To Meat or not to Meat? A texas sized dilemna.

This week the World Health Organization (WHO) formally designated processed and red meat as carcinogenic substances, listed in the same category as tobacco and asbestos. Twenty-two scientists recently met at the International Agency for Research on Cancer (IARC) to discuss the evidence linking processed/red meat with cancer. In particular, a meta-analysis of colorectal cancer was discussed and demonstrated a statistically significant dose–response relationship – 17% increased risk (95% CI 1·05–1·31) per 100 g per day of red meat and 18% increased risk (95% CI 1·10–1·28) per 50 g per day of processed meat. Consumption of red meat/processed meat was found to associate with prostate, pancreatic and gastric cancers, as well. For more information regarding the science disussed at the IARC see the following article in Lancet.

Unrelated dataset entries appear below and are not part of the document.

// Copyright 2025 the Timeladder Authors
// SPDX-License-Identifier: Apache-2.0 OR MIT

use core::time::Duration;

/// A monotonic host time in whole milliseconds.
///
/// The origin is whatever the host chooses (page load, process start); only
/// differences between two values are meaningful.
#[derive(Copy, Clone, Debug, Default, PartialEq, Eq, PartialOrd, Ord, Hash)]
pub struct Millis(pub u64);

impl Millis {
    /// The zero instant.
    pub const ZERO: Self = Self(0);

    /// Returns `self + duration`, saturating at `u64::MAX`.
    #[must_use]
    pub fn saturating_add(self, duration: Duration) -> Self {
        let ms = u64::try_from(duration.as_millis()).unwrap_or(u64::MAX);
        Self(self.0.saturating_add(ms))
    }

    /// Returns the time elapsed since `earlier`, or zero if `earlier` is later.
    #[must_use]
    pub fn saturating_since(self, earlier: Self) -> Duration {
        Duration::from_millis(self.0.saturating_sub(earlier.0))
    }
}

#[cfg(test)]
mod tests {
    use core::time::Duration;

    use super::Millis;

    #[test]
    fn saturating_arithmetic() {
        assert_eq!(Millis(10).saturating_add(Duration::from_millis(5)), Millis(15));
        assert_eq!(
            Millis(u64::MAX).saturating_add(Duration::from_secs(1)),
            Millis(u64::MAX)
        );
        assert_eq!(Millis(5).saturating_since(Millis(10)), Duration::ZERO);
        assert_eq!(
            Millis(1_500).saturating_since(Millis(500)),
            Duration::from_secs(1)
        );
    }
}
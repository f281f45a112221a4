// Copyright 2025 the Timeladder Authors
// SPDX-License-Identifier: Apache-2.0 OR MIT

//! Deadline-based timers polled by the host.

use core::time::Duration;

use crate::clock::Millis;

/// A single cancelable deadline.
///
/// Each call to [`OneShot::arm`] bumps a generation counter, so callers that
/// captured [`OneShot::generation`] before re-arming can tell that the timer
/// they were waiting on has been superseded.
#[derive(Clone, Debug, Default)]
pub struct OneShot {
    deadline: Option<Millis>,
    generation: u64,
}

impl OneShot {
    /// Creates an idle timer.
    #[must_use]
    pub const fn new() -> Self {
        Self {
            deadline: None,
            generation: 0,
        }
    }

    /// Arms the timer to fire `after` the given instant, replacing any pending deadline.
    pub fn arm(&mut self, now: Millis, after: Duration) {
        self.deadline = Some(now.saturating_add(after));
        self.generation = self.generation.wrapping_add(1);
    }

    /// Cancels the pending deadline, if any.
    pub fn cancel(&mut self) {
        if self.deadline.take().is_some() {
            self.generation = self.generation.wrapping_add(1);
        }
    }

    /// Returns `true` while a deadline is pending.
    #[must_use]
    pub fn is_armed(&self) -> bool {
        self.deadline.is_some()
    }

    /// Returns the pending deadline.
    #[must_use]
    pub fn deadline(&self) -> Option<Millis> {
        self.deadline
    }

    /// Returns the arm/cancel generation.
    #[must_use]
    pub fn generation(&self) -> u64 {
        self.generation
    }

    /// Fires (and disarms) the timer if its deadline is at or before `now`.
    pub fn fire_if_due(&mut self, now: Millis) -> bool {
        match self.deadline {
            Some(deadline) if deadline <= now => {
                self.deadline = None;
                true
            }
            _ => false,
        }
    }

    /// Time remaining until the deadline, if armed.
    #[must_use]
    pub fn remaining(&self, now: Millis) -> Option<Duration> {
        self.deadline.map(|d| d.saturating_since(now))
    }
}

/// A trailing debounce timer.
///
/// Every [`Debounce::poke`] pushes the deadline to `now + delay`. The timer
/// fires once, `delay` after the last poke.
#[derive(Clone, Debug)]
pub struct Debounce {
    delay: Duration,
    timer: OneShot,
}

impl Debounce {
    /// Creates an idle debounce timer with the given trailing delay.
    #[must_use]
    pub const fn new(delay: Duration) -> Self {
        Self {
            delay,
            timer: OneShot::new(),
        }
    }

    /// Returns the trailing delay.
    #[must_use]
    pub fn delay(&self) -> Duration {
        self.delay
    }

    /// Records activity at `now`, pushing the deadline back.
    pub fn poke(&mut self, now: Millis) {
        self.timer.arm(now, self.delay);
    }

    /// Drops any pending deadline without firing.
    pub fn cancel(&mut self) {
        self.timer.cancel();
    }

    /// Returns `true` while activity is still waiting to settle.
    #[must_use]
    pub fn is_pending(&self) -> bool {
        self.timer.is_armed()
    }

    /// When the pending activity settles, if any.
    #[must_use]
    pub fn deadline(&self) -> Option<Millis> {
        self.timer.deadline()
    }

    /// Fires once if the quiet period has elapsed.
    pub fn fire_if_due(&mut self, now: Millis) -> bool {
        self.timer.fire_if_due(now)
    }
}

/// A repeating deadline.
///
/// When polled late, the interval fires once and re-anchors to the poll time
/// instead of replaying every missed period.
#[derive(Clone, Debug)]
pub struct Interval {
    period: Duration,
    next: Option<Millis>,
}

impl Interval {
    /// Creates a stopped interval.
    #[must_use]
    pub const fn new(period: Duration) -> Self {
        Self { period, next: None }
    }

    /// Returns the period.
    #[must_use]
    pub fn period(&self) -> Duration {
        self.period
    }

    /// Starts (or restarts) the interval; the first tick is one period after `now`.
    pub fn start(&mut self, now: Millis) {
        self.next = Some(now.saturating_add(self.period));
    }

    /// Stops the interval.
    pub fn stop(&mut self) {
        self.next = None;
    }

    /// Returns `true` while running.
    #[must_use]
    pub fn is_running(&self) -> bool {
        self.next.is_some()
    }

    /// Next tick time while running.
    #[must_use]
    pub fn next_tick(&self) -> Option<Millis> {
        self.next
    }

    /// Returns `true` if a tick is due at `now`, scheduling the next one.
    pub fn tick_if_due(&mut self, now: Millis) -> bool {
        match self.next {
            Some(next) if next <= now => {
                self.next = Some(now.saturating_add(self.period));
                true
            }
            _ => false,
        }
    }
}

#[cfg(test)]
mod tests {
    use core::time::Duration;

    use super::{Debounce, Interval, OneShot};
    use crate::Millis;

    #[test]
    fn one_shot_fires_once_at_deadline() {
        let mut t = OneShot::new();
        assert!(!t.fire_if_due(Millis(1_000)));

        t.arm(Millis(100), Duration::from_millis(50));
        assert_eq!(t.deadline(), Some(Millis(150)));
        assert!(!t.fire_if_due(Millis(149)));
        assert!(t.fire_if_due(Millis(150)));
        assert!(!t.fire_if_due(Millis(151)));
        assert!(!t.is_armed());
    }

    #[test]
    fn rearm_replaces_deadline_and_bumps_generation() {
        let mut t = OneShot::new();
        t.arm(Millis(0), Duration::from_millis(100));
        let g = t.generation();
        t.arm(Millis(50), Duration::from_millis(100));
        assert_ne!(t.generation(), g);
        assert!(!t.fire_if_due(Millis(100)));
        assert!(t.fire_if_due(Millis(150)));
    }

    #[test]
    fn cancel_is_idempotent() {
        let mut t = OneShot::new();
        t.cancel();
        assert_eq!(t.generation(), 0);

        t.arm(Millis(0), Duration::from_millis(10));
        t.cancel();
        let g = t.generation();
        t.cancel();
        assert_eq!(t.generation(), g);
        assert!(!t.fire_if_due(Millis(100)));
    }

    #[test]
    fn debounce_coalesces_pokes() {
        let mut d = Debounce::new(Duration::from_millis(450));
        for ms in (0..=1_000).step_by(16) {
            d.poke(Millis(ms));
            assert!(!d.fire_if_due(Millis(ms)));
        }
        assert!(d.is_pending());
        assert_eq!(d.deadline(), Some(Millis(1_450)));
        assert!(!d.fire_if_due(Millis(1_440)));
        assert!(d.fire_if_due(Millis(1_450)));
        assert!(!d.is_pending());
    }

    #[test]
    fn interval_does_not_burst_after_late_poll() {
        let mut i = Interval::new(Duration::from_secs(60));
        assert!(!i.tick_if_due(Millis(1_000_000)));

        i.start(Millis(0));
        assert!(!i.tick_if_due(Millis(59_999)));
        assert!(i.tick_if_due(Millis(300_000)));
        assert_eq!(i.next_tick(), Some(Millis(360_000)));
        // Re-anchored to the late poll, not to 120_000.
        assert!(!i.tick_if_due(Millis(300_001)));
        assert!(i.tick_if_due(Millis(360_000)));
    }
}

The WHO’s unfortunate claim has sound scientific support, but the clinical significance is much less clear. According to Cancer Statistics – 2015 the lifetime risk for the development of colorectal cancer in the United States is approximately 4.5%. If an individual were to consume 5 slices of bacon (approximately 100 grams) per day every day, his/her lifetime colon cancer risk would increase to approximately 5.3%. In my mind, this is a reasonable price to pay for the heavenly goodness of barbecue, bacon and steak. All things in moderation! Am I right?